Available data:
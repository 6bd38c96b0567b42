//! Transport that prints queries instead of sending them.

use async_trait::async_trait;
use fql_lib::Error;
use fql_lib::FqlResponse;
use fql_lib::FqlTransport;
use fql_lib::query::FqlQuery;

/// Writes each query to stdout and answers with no rows.
pub struct DryRun {
    encode: bool,
}

impl DryRun {
    /// Creates a dry-run transport. With `encode`, prints the `q=` parameter.
    pub fn new(encode: bool) -> Self {
        Self { encode }
    }

    /// Renders what would be sent for `query`.
    pub fn render(&self, query: &FqlQuery) -> Result<String, Error> {
        if self.encode {
            return query.encode();
        }

        let lines: Vec<String> = query
            .statements()?
            .into_iter()
            .map(|(name, fql)| match name {
                Some(name) => format!("{}: {}", name, fql),
                None => fql,
            })
            .collect();
        Ok(lines.join("\n"))
    }
}

#[async_trait]
impl FqlTransport for DryRun {
    async fn query(&self, query: &FqlQuery) -> Result<FqlResponse, Error> {
        println!("{}", self.render(query)?);

        let response = if query.is_multi() {
            FqlResponse::Sets(Vec::new())
        } else {
            FqlResponse::Rows(Vec::new())
        };
        Ok(response)
    }
}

Aim of the exercise: Output the lines above exactly, but only those between the line holding "pub fn new(encode: bool)" and the line holding "Ok(response)", inclusive.

Output of the exercise:
    pub fn new(encode: bool) -> Self {
        Self { encode }
    }

    /// Renders what would be sent for `query`.
    pub fn render(&self, query: &FqlQuery) -> Result<String, Error> {
        if self.encode {
            return query.encode();
        }

        let lines: Vec<String> = query
            .statements()?
            .into_iter()
            .map(|(name, fql)| match name {
                Some(name) => format!("{}: {}", name, fql),
                None => fql,
            })
            .collect();
        Ok(lines.join("\n"))
    }
}

#[async_trait]
impl FqlTransport for DryRun {
    async fn query(&self, query: &FqlQuery) -> Result<FqlResponse, Error> {
        println!("{}", self.render(query)?);

        let response = if query.is_multi() {
            FqlResponse::Sets(Vec::new())
        } else {
            FqlResponse::Rows(Vec::new())
        };
        Ok(response)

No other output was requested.